A completude é o estágio mais avançado a que se pode chegar num sistema de lógica. O que o modus ponendo ponens pode provar? Será que ele prova alguma coisa? Veremos que não construiremos teses sustentáveis com alicerces resistentes que se mantenham autônomos se não pudermos instigar as inferências que fizermos e assim necessitamos de premissas coerentes com poder para existir, capazes de estabelecerem-se como a sólida montanha na terra que jamais sairá do lugar fixado, sendo um fruto em seu refúgio inevitável de si mesmo. Os argumentos estimulam uma reação em cadeia pelos argumentos que se representam, sendo amplamente recompensadas ao estabelecerem-se. Entre si, todos os elos da corrente de raciocínios se interconectam, e isso de maneira tão evidente que estão capacitados para fazer compreender os nossos modos de pensar. A demonstração dos teoremas na matemática são o equivalente de nós termos progredido sobre a tradução dos argumentos para os símbolos. A construção reflexiva das abstrações constitui os axiomas e estes não são dependentes das demonstrações, tal quais os teoremas.
Na lógica, os esquemas criam bases e se erguem de maneira resistente, como torres inexoráveis que solidificadas se contemplam, podendo estar na superestrutura sem ter que desmoronar. A impressão que surge é a de que a lógica tem o potencial de estruturar os argumentos em um sistema um tanto pouco questionável, pois o que for derivado de qualquer sistema estará bem mais além ao serem todos combinados.

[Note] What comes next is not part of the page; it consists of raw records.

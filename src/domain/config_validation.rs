//! Configuration validation and construction.
//!
//! Every numeric key is optional and falls back to its default, but a key
//! that is present must parse.

use crate::domain::backtest::BacktestConfig;
use crate::domain::error::LadderError;
use crate::domain::leveraged::LeverageParams;
use crate::domain::price_series::DATE_FORMAT;
use crate::domain::strategy::StrategyConfig;
use crate::ports::config_port::ConfigPort;
use chrono::NaiveDate;

const STRATEGY_NUMERIC_KEYS: [&str; 3] = ["initial_buy_amount", "buy_multiple", "sell_fraction"];
const LEVERAGE_NUMERIC_KEYS: [&str; 4] =
    ["initial_price", "leverage", "expense_ratio", "annual_drag"];

pub fn build_strategy_config(config: &dyn ConfigPort) -> Result<StrategyConfig, LadderError> {
    validate_numeric(config, "strategy", &STRATEGY_NUMERIC_KEYS)?;
    let defaults = StrategyConfig::default();

    let drop_levels = match config.get_string("strategy", "drop_levels") {
        Some(s) => parse_list("strategy", "drop_levels", &s)?,
        None => defaults.drop_levels,
    };
    let sell_multipliers = match config.get_string("strategy", "sell_multipliers") {
        Some(s) => parse_list("strategy", "sell_multipliers", &s)?,
        None => defaults.sell_multipliers,
    };

    let strategy = StrategyConfig {
        initial_buy_amount: config.get_double(
            "strategy",
            "initial_buy_amount",
            defaults.initial_buy_amount,
        ),
        buy_multiple: config.get_double("strategy", "buy_multiple", defaults.buy_multiple),
        sell_fraction: config.get_double("strategy", "sell_fraction", defaults.sell_fraction),
        drop_levels,
        sell_multipliers,
    };
    strategy.validate()?;
    Ok(strategy)
}

pub fn build_backtest_config(config: &dyn ConfigPort) -> Result<BacktestConfig, LadderError> {
    let start_date = parse_optional_date(config, "backtest", "start_date")?;
    let end_date = parse_optional_date(config, "backtest", "end_date")?;
    let window = BacktestConfig {
        start_date,
        end_date,
    };
    validate_window(&window)?;
    Ok(window)
}

pub fn validate_window(window: &BacktestConfig) -> Result<(), LadderError> {
    if let (Some(start), Some(end)) = (window.start_date, window.end_date) {
        if start > end {
            return Err(LadderError::invalid(
                "backtest",
                "start_date",
                "start_date must not be after end_date",
            ));
        }
    }
    Ok(())
}

pub fn build_leverage_params(config: &dyn ConfigPort) -> Result<LeverageParams, LadderError> {
    validate_numeric(config, "leverage", &LEVERAGE_NUMERIC_KEYS)?;
    let defaults = LeverageParams::default();
    let params = LeverageParams {
        initial_price: config.get_double("leverage", "initial_price", defaults.initial_price),
        leverage: config.get_double("leverage", "leverage", defaults.leverage),
        expense_ratio: config.get_double("leverage", "expense_ratio", defaults.expense_ratio),
        annual_drag: config.get_double("leverage", "annual_drag", defaults.annual_drag),
        trading_days: defaults.trading_days,
    };
    params.validate()?;
    Ok(params)
}

/// Parse a comma-separated list of numbers. Empty input is an empty list.
pub fn parse_list(section: &str, key: &str, value: &str) -> Result<Vec<f64>, LadderError> {
    value
        .split(',')
        .map(str::trim)
        .filter(|s| !s.is_empty())
        .map(|s| {
            s.parse::<f64>().map_err(|_| {
                LadderError::invalid(section, key, format!("{s:?} is not a number"))
            })
        })
        .collect()
}

pub fn parse_date(section: &str, key: &str, value: &str) -> Result<NaiveDate, LadderError> {
    NaiveDate::parse_from_str(value.trim(), DATE_FORMAT).map_err(|_| {
        LadderError::invalid(
            section,
            key,
            format!("invalid {key} format, expected YYYY-MM-DD"),
        )
    })
}

fn parse_optional_date(
    config: &dyn ConfigPort,
    section: &str,
    key: &str,
) -> Result<Option<NaiveDate>, LadderError> {
    match config.get_string(section, key) {
        Some(s) if !s.trim().is_empty() => parse_date(section, key, &s).map(Some),
        _ => Ok(None),
    }
}

fn validate_numeric(config: &dyn ConfigPort, section: &str, keys: &[&str]) -> Result<(), LadderError> {
    for key in keys {
        if let Some(s) = config.get_string(section, key) {
            if s.trim().parse::<f64>().is_err() {
                return Err(LadderError::invalid(
                    section,
                    key,
                    format!("{} must be a number", key),
                ));
            }
        }
    }
    Ok(())
}

#[cfg(test)]
mod tests {
    use super::*;
    use std::collections::HashMap;

    struct MapConfig(HashMap<(String, String), String>);

    impl MapConfig {
        fn new(entries: &[(&str, &str, &str)]) -> Self {
            MapConfig(
                entries
                    .iter()
                    .map(|(s, k, v)| ((s.to_string(), k.to_string()), v.to_string()))
                    .collect(),
            )
        }
    }

    impl ConfigPort for MapConfig {
        fn get_string(&self, section: &str, key: &str) -> Option<String> {
            self.0.get(&(section.to_string(), key.to_string())).cloned()
        }

        fn get_double(&self, section: &str, key: &str, default: f64) -> f64 {
            self.get_string(section, key)
                .and_then(|s| s.trim().parse().ok())
                .unwrap_or(default)
        }
    }

    #[test]
    fn empty_config_uses_defaults() {
        let config = MapConfig::new(&[]);
        assert_eq!(build_strategy_config(&config).unwrap(), StrategyConfig::default());
        assert_eq!(build_backtest_config(&config).unwrap(), BacktestConfig::default());
        assert_eq!(build_leverage_params(&config).unwrap(), LeverageParams::default());
    }

    #[test]
    fn strategy_values_are_read() {
        let config = MapConfig::new(&[
            ("strategy", "initial_buy_amount", "500"),
            ("strategy", "buy_multiple", "1.618"),
            ("strategy", "sell_fraction", "0.382"),
            ("strategy", "drop_levels", "0.382, 0.5,0.618"),
            ("strategy", "sell_multipliers", "1.618, 2.618"),
        ]);
        let strategy = build_strategy_config(&config).unwrap();
        assert_eq!(strategy.initial_buy_amount, 500.0);
        assert_eq!(strategy.buy_multiple, 1.618);
        assert_eq!(strategy.sell_fraction, 0.382);
        assert_eq!(strategy.drop_levels, vec![0.382, 0.5, 0.618]);
        assert_eq!(strategy.sell_multipliers, vec![1.618, 2.618]);
    }

    #[test]
    fn empty_list_is_allowed() {
        let config = MapConfig::new(&[("strategy", "sell_multipliers", "")]);
        let strategy = build_strategy_config(&config).unwrap();
        assert!(strategy.sell_multipliers.is_empty());
        assert!(!strategy.is_tradable());
    }

    #[test]
    fn non_numeric_list_entry_rejected() {
        let config = MapConfig::new(&[("strategy", "drop_levels", "0.25, half")]);
        let err = build_strategy_config(&config).unwrap_err();
        assert!(matches!(err, LadderError::ConfigInvalid { key, .. } if key == "drop_levels"));
    }

    #[test]
    fn non_numeric_scalar_rejected() {
        let config = MapConfig::new(&[("strategy", "sell_fraction", "twenty")]);
        let err = build_strategy_config(&config).unwrap_err();
        assert!(matches!(err, LadderError::ConfigInvalid { key, .. } if key == "sell_fraction"));
    }

    #[test]
    fn out_of_range_strategy_rejected() {
        let config = MapConfig::new(&[("strategy", "buy_multiple", "0.5")]);
        assert!(build_strategy_config(&config).is_err());
    }

    #[test]
    fn dates_are_parsed() {
        let config = MapConfig::new(&[
            ("backtest", "start_date", "2007-10-31"),
            ("backtest", "end_date", "2025-04-22"),
        ]);
        let window = build_backtest_config(&config).unwrap();
        assert_eq!(window.start_date, NaiveDate::from_ymd_opt(2007, 10, 31));
        assert_eq!(window.end_date, NaiveDate::from_ymd_opt(2025, 4, 22));
    }

    #[test]
    fn bad_date_rejected() {
        let config = MapConfig::new(&[("backtest", "end_date", "2025/04/22")]);
        let err = build_backtest_config(&config).unwrap_err();
        assert!(matches!(err, LadderError::ConfigInvalid { key, .. } if key == "end_date"));
    }

    #[test]
    fn reversed_window_rejected() {
        let config = MapConfig::new(&[
            ("backtest", "start_date", "2025-01-01"),
            ("backtest", "end_date", "2024-01-01"),
        ]);
        assert!(build_backtest_config(&config).is_err());
    }

    #[test]
    fn single_day_window_allowed() {
        let config = MapConfig::new(&[
            ("backtest", "start_date", "2024-01-01"),
            ("backtest", "end_date", "2024-01-01"),
        ]);
        assert!(build_backtest_config(&config).is_ok());
    }

    #[test]
    fn leverage_values_are_read() {
        let config = MapConfig::new(&[("leverage", "leverage", "2"), ("leverage", "initial_price", "40")]);
        let params = build_leverage_params(&config).unwrap();
        assert_eq!(params.leverage, 2.0);
        assert_eq!(params.initial_price, 40.0);
        assert_eq!(params.expense_ratio, 0.0095);
    }
}
//! Performance statistics over the daily snapshot stream.

use chrono::{Datelike, NaiveDate};
use std::collections::BTreeMap;

use super::error::LadderError;
use super::portfolio::PortfolioSnapshot;

const TRADING_DAYS_PER_YEAR: f64 = 252.0;
const DAYS_PER_YEAR: f64 = 365.25;

#[derive(Debug, Clone, PartialEq)]
pub struct YearReturn {
    pub year: i32,
    pub start_value: f64,
    pub end_value: f64,
    pub return_pct: f64,
}

#[derive(Debug, Clone, PartialEq)]
pub struct Summary {
    pub start_date: NaiveDate,
    pub end_date: NaiveDate,
    pub initial_value: f64,
    pub final_value: f64,
    /// Compound annual growth rate of total value.
    pub annual_return: f64,
    pub best_year: Option<YearReturn>,
    pub worst_year: Option<YearReturn>,
    /// Most negative peak-to-trough change, as a fraction (<= 0).
    pub max_drawdown: f64,
    /// `None` when mean or standard deviation of daily returns is zero.
    pub sharpe_ratio: Option<f64>,
    pub annual_returns: Vec<YearReturn>,
}

/// Compute the summary statistics for `snapshots` up to `end_date`
/// (the last snapshot when `None`).
pub fn summarize(
    snapshots: &[PortfolioSnapshot],
    end_date: Option<NaiveDate>,
) -> Result<Summary, LadderError> {
    if snapshots.len() < 2 {
        return Err(LadderError::InsufficientData {
            snapshots: snapshots.len(),
        });
    }

    let initial = snapshots
        .iter()
        .find(|s| s.total_value > 0.0)
        .ok_or(LadderError::NoValidStart)?;

    let last = match end_date {
        Some(end) => snapshots.iter().rev().find(|s| s.date <= end),
        None => snapshots.last(),
    }
    .ok_or_else(|| LadderError::NoValidEnd {
        end_date: end_date
            .map(|d| d.to_string())
            .unwrap_or_else(|| "end of series".to_string()),
    })?;

    let num_years = (last.date - initial.date).num_days() as f64 / DAYS_PER_YEAR;
    if num_years <= 0.0 || initial.total_value == 0.0 {
        return Err(LadderError::InvalidRange {
            start: initial.date,
            end: last.date,
            reason: "statistics window must span a positive number of days".to_string(),
        });
    }

    let cutoff = last.date;
    let in_range: Vec<&PortfolioSnapshot> =
        snapshots.iter().take_while(|s| s.date <= cutoff).collect();

    let returns = daily_returns(&in_range);
    let (mean, stddev) = mean_and_stddev(&returns);
    let sharpe_ratio = if mean != 0.0 && stddev != 0.0 {
        Some(mean / stddev * TRADING_DAYS_PER_YEAR.sqrt())
    } else {
        None
    };

    let annual_return = (last.total_value / initial.total_value).powf(1.0 / num_years) - 1.0;

    let annual_returns = calendar_year_returns(&in_range);
    let best_year = annual_returns
        .iter()
        .max_by(|a, b| a.return_pct.total_cmp(&b.return_pct))
        .cloned();
    let worst_year = annual_returns
        .iter()
        .min_by(|a, b| a.return_pct.total_cmp(&b.return_pct))
        .cloned();

    Ok(Summary {
        start_date: initial.date,
        end_date: last.date,
        initial_value: initial.total_value,
        final_value: last.total_value,
        annual_return,
        best_year,
        worst_year,
        max_drawdown: max_drawdown(&in_range),
        sharpe_ratio,
        annual_returns,
    })
}

/// Simple returns between consecutive snapshots, skipping pairs whose
/// earlier value is zero.
fn daily_returns(snapshots: &[&PortfolioSnapshot]) -> Vec<f64> {
    snapshots
        .windows(2)
        .filter(|w| w[0].total_value != 0.0)
        .map(|w| (w[1].total_value - w[0].total_value) / w[0].total_value)
        .collect()
}

/// Mean and population standard deviation; (0, 0) for an empty slice.
fn mean_and_stddev(values: &[f64]) -> (f64, f64) {
    if values.is_empty() {
        return (0.0, 0.0);
    }
    let n = values.len() as f64;
    let mean = values.iter().sum::<f64>() / n;
    let variance = values.iter().map(|v| (v - mean).powi(2)).sum::<f64>() / n;
    (mean, variance.sqrt())
}

fn max_drawdown(snapshots: &[&PortfolioSnapshot]) -> f64 {
    let mut peak = 0.0_f64;
    let mut max_dd = 0.0_f64;

    for point in snapshots {
        if point.total_value > peak {
            peak = point.total_value;
        }
        if peak > 0.0 {
            let dd = (point.total_value - peak) / peak;
            if dd < max_dd {
                max_dd = dd;
            }
        }
    }

    max_dd
}

/// A year's start value is the snapshot just before its first entry, so
/// each year's return chains onto the previous year's close.
fn calendar_year_returns(snapshots: &[&PortfolioSnapshot]) -> Vec<YearReturn> {
    let mut years: BTreeMap<i32, (f64, f64)> = BTreeMap::new();

    for w in snapshots.windows(2) {
        let (prev, curr) = (w[0], w[1]);
        years
            .entry(curr.date.year())
            .and_modify(|(_, end)| *end = curr.total_value)
            .or_insert((prev.total_value, curr.total_value));
    }

    years
        .into_iter()
        .filter(|(_, (start, _))| *start != 0.0)
        .map(|(year, (start, end))| YearReturn {
            year,
            start_value: start,
            end_value: end,
            return_pct: (end - start) / start,
        })
        .collect()
}
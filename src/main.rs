use clap::Parser;
use ladderbt::cli::{run, Cli};
use tracing_subscriber::EnvFilter;

fn main() -> std::process::ExitCode {
    let filter = EnvFilter::try_from_default_env().unwrap_or_else(|_| EnvFilter::new("info"));
    tracing_subscriber::fmt()
        .with_env_filter(filter)
        .with_writer(std::io::stderr)
        .with_target(false)
        .init();

    run(Cli::parse())
}
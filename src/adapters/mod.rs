//! Concrete adapter implementations for ports.

pub mod csv_adapter;
pub mod csv_report_adapter;
pub mod file_config_adapter;
//! The console: input polling, dispatch, and the fixed-cadence tick loop.
//!
//! One control flow drives everything. Each iteration checks for input,
//! dispatches at most one line, bumps the tick counter, runs the tick hook
//! and sleeps. Hooks run synchronously, so there is never more than one
//! active at a time.

mod context;

pub use context::{ConsoleContext, RunState};

use std::io::Write;
use std::time::Duration;

use tickline_types::config::ConsoleConfig;
use tickline_types::error::Result;

use crate::assembler::{Drained, LineAssembler};
use crate::handler::CommandHandler;
use crate::stream::InputStream;
use crate::tokenizer::{command_name, tokenize};

/// Why [`Console::run`] returned.
#[derive(Debug, Clone, Copy, PartialEq, Eq)]
pub enum ExitReason {
    /// A hook or the owner called terminate.
    Requested,
    /// The input stream ended and `terminate_on_eof` is set.
    EndOfInput,
}

/// Interactive line console over an [`InputStream`].
pub struct Console<S: InputStream, H: CommandHandler> {
    input: LineAssembler<S>,
    handler: H,
    ctx: ConsoleContext,
    tick_interval: Duration,
    terminate_on_eof: bool,
    exit_reason: ExitReason,
    /// Set once the assembler has reported `Drained::Closed`.
    input_closed: bool,
    shut_down: bool,
}

impl<S: InputStream, H: CommandHandler> Console<S, H> {
    /// Build a console and print the first prompt.
    pub fn new(config: &ConsoleConfig, stream: S, handler: H, out: Box<dyn Write>) -> Self {
        let mut ctx = ConsoleContext::new(config.shortname.clone(), out);
        ctx.render_prompt();
        log::debug!(
            "console \"{}\" ready (tick {} ms)",
            config.shortname,
            config.tick_interval_ms
        );
        Self {
            input: LineAssembler::new(stream, config.max_line_len),
            handler,
            ctx,
            tick_interval: config.tick_interval(),
            terminate_on_eof: config.terminate_on_eof,
            exit_reason: ExitReason::Requested,
            input_closed: false,
            shut_down: false,
        }
    }

    /// Run until terminated.
    ///
    /// On return the stream is closed and the prompt erased. Stream errors
    /// end the loop the same way before being returned.
    pub fn run(&mut self) -> Result<ExitReason> {
        while self.ctx.state() == RunState::Running {
            if let Err(e) = self.step() {
                log::warn!("console stopping on input error: {e}");
                if let Err(close_err) = self.shutdown() {
                    log::warn!("closing input after error failed: {close_err}");
                }
                return Err(e);
            }
            if self.ctx.is_terminated() {
                break;
            }
            std::thread::sleep(self.tick_interval);
        }
        self.shutdown()?;
        Ok(self.exit_reason)
    }

    /// One loop iteration without the trailing sleep.
    pub fn step(&mut self) -> Result<RunState> {
        if self.ctx.is_terminated() {
            return Ok(RunState::Terminated);
        }

        if self.ctx.is_listening() && !self.input_closed && self.input.poll_line_ready()? {
            self.handle_input()?;
            if self.ctx.is_terminated() {
                return Ok(RunState::Terminated);
            }
        }

        self.ctx.count_tick();
        self.handler.on_tick(&mut self.ctx);
        Ok(self.ctx.state())
    }

    fn handle_input(&mut self) -> Result<()> {
        match self.input.drain_one_line()? {
            Drained::Line(line) => self.handle_line(&line),
            Drained::Pending => {},
            Drained::Closed => {
                self.input_closed = true;
                if self.terminate_on_eof {
                    log::info!("input closed; terminating console");
                    self.exit_reason = ExitReason::EndOfInput;
                    self.ctx.terminate();
                } else {
                    log::info!("input closed; console keeps ticking");
                }
            },
        }
        Ok(())
    }

    /// Tokenize and dispatch one line, then redraw the prompt.
    ///
    /// Blank lines skip dispatch.
    pub fn handle_line(&mut self, line: &str) {
        let tokens = tokenize(line);
        if let Some(name) = command_name(&tokens) {
            log::debug!("dispatching {name} with {} token(s)", tokens.len());
            if !self.handler.dispatch(&name, &tokens, &mut self.ctx) {
                self.ctx.log(&format!("ERROR: Command \"{name}\" not found"));
            }
        }
        if !self.ctx.is_terminated() {
            self.ctx.rerender_prompt();
        }
    }

    /// Stop the loop, close the stream and erase the prompt.
    pub fn terminate(&mut self) -> Result<()> {
        self.ctx.terminate();
        self.shutdown()
    }

    fn shutdown(&mut self) -> Result<()> {
        if self.shut_down {
            return Ok(());
        }
        self.shut_down = true;
        self.ctx.terminate();
        self.ctx.erase_prompt();
        self.input.close()
    }

    pub fn context(&self) -> &ConsoleContext {
        &self.ctx
    }

    pub fn context_mut(&mut self) -> &mut ConsoleContext {
        &mut self.ctx
    }

    pub fn handler(&self) -> &H {
        &self.handler
    }

    pub fn handler_mut(&mut self) -> &mut H {
        &mut self.handler
    }

    /// The input stream being read.
    pub fn stream(&self) -> &S {
        self.input.stream()
    }
}
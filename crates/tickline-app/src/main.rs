//! tickline interactive console entry point.
//!
//! Reads commands from stdin while a background tick keeps running. Type
//! `help` for commands, `quit` to exit. The config file path comes from the
//! first argument or `TICKLINE_CONFIG`; `TICKLINE_SHORTNAME` overrides the
//! prompt label.

mod commands;

use std::io;
use std::path::PathBuf;

use anyhow::{Context, Result};

use commands::AppHandler;
use tickline_console::{ChannelStream, Console, ConsoleConfig};

fn main() -> Result<()> {
    env_logger::Builder::from_env(env_logger::Env::default().default_filter_or("info")).init();

    let config = load_config()?;
    log::info!(
        "Starting tickline console \"{}\" (tick {} ms)",
        config.shortname,
        config.tick_interval_ms
    );

    let stream = ChannelStream::stdin()?;
    let mut console = Console::new(&config, stream, AppHandler::new(), Box::new(io::stdout()));
    let reason = console.run()?;

    log::info!(
        "tickline shut down cleanly ({reason:?}) after {} ticks",
        console.handler().total_ticks()
    );
    Ok(())
}

/// Resolve config from CLI arg, TICKLINE_CONFIG env var, or defaults.
fn load_config() -> Result<ConsoleConfig> {
    let path = std::env::args()
        .nth(1)
        .or_else(|| std::env::var("TICKLINE_CONFIG").ok())
        .map(PathBuf::from);

    let mut config = match path {
        Some(path) => ConsoleConfig::load(&path)
            .with_context(|| format!("loading config {}", path.display()))?,
        None => ConsoleConfig::default(),
    };

    if let Ok(shortname) = std::env::var("TICKLINE_SHORTNAME") {
        config.shortname = shortname;
    }
    Ok(config)
}
//! Foundation types for tickline.
//!
//! Shared by the console core and the binary: the error enum with its
//! `Result` alias, and the console configuration loaded from TOML or JSON.

pub mod config;
pub mod error;

pub use config::ConsoleConfig;
pub use error::{ConsoleError, Result};
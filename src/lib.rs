//! Dresser item popup for Bevy games.
//!
//! [`DresserUiPlugin`] tracks dresser furniture in the home area and, when the
//! player clicks one with the trigger button, opens a scrollable grid popup of
//! the dresser's items. The host game supplies world data and input through
//! the components and messages in [`data::world`].
use bevy::prelude::*;

pub mod data;
pub mod startup;
pub mod systems;

use crate::{
    data::config::DresserUiConfig,
    startup::textures::TexturesPlugin,
    systems::{interaction::InteractionPlugin, ui::grid_popup::GridPopupPlugin},
};

#[derive(Default)]
pub struct DresserUiPlugin {
    config: Option<DresserUiConfig>,
}

impl DresserUiPlugin {
    pub fn with_config(config: DresserUiConfig) -> Self {
        Self {
            config: Some(config),
        }
    }
}

impl Plugin for DresserUiPlugin {
    fn build(&self, app: &mut App) {
        let config = match &self.config {
            Some(config) => match config.validate() {
                Ok(()) => config.clone(),
                Err(error) => {
                    warn!("rejected dresser ui config: {error}; using embedded config");
                    DresserUiConfig::load()
                }
            },
            None => DresserUiConfig::load(),
        };

        app.insert_resource(config)
            .add_plugins((TexturesPlugin, InteractionPlugin, GridPopupPlugin));
    }
}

A estrutura construtora dos sistemas se amplia quando o poder da lógica é expandido àquilo que for mais provável. Os caracteres dispostos interpretam os nomes ou as coisas e é através deles que a lógica se cria. Existindo contradições entre as veracidades nas premissas, estaremos deveras mais perto daquilo que é falso. A verdade estimula a verdade na lógica e nas evidências. Os conectivos verifuncionais são úteis tanto para expressarem hipoteticamente as possíveis e supostas verdades universais, quanto para exprimirem as particularidades das sentenças proposicionais envolvidas no que for lhe sugerir. A identidade dos sistemas tem o seu emblema quando formam símbolos. Sistemáticos conjuntos de regras e normas que foram estabelecidas sobre as bases do pensamento lógico na intenção de formalizar os argumentos das premissas, relembram que em modelos conhecidos ou existem semelhanças ou existem conseqüências.
Os autores acreditam que o raciocínio ou é pensado em termos de verdade ou é depreendido nos limites de uma prova, de modo que “a consistência e a completude da lógica de primeira ordem garantem que ambas as formas de conseqüências se coincidam”. Os problemas semânticos nos argumentos influenciariam os critérios da verdade, ao passo que as desordens sintáticas influenciam o acúmulo de provas. Quando concordam entre si os argumentos das premissas, a conclusão inevitável acontece fatalmente e de verdade. Para cada um dos quantificadores verifuncionais e “outras constantes lógicas”, existem duas regras de inferências específicas, tanto para a sua introdução quanto para a sua eliminação, sendo postas de maneira congruente para a verificação.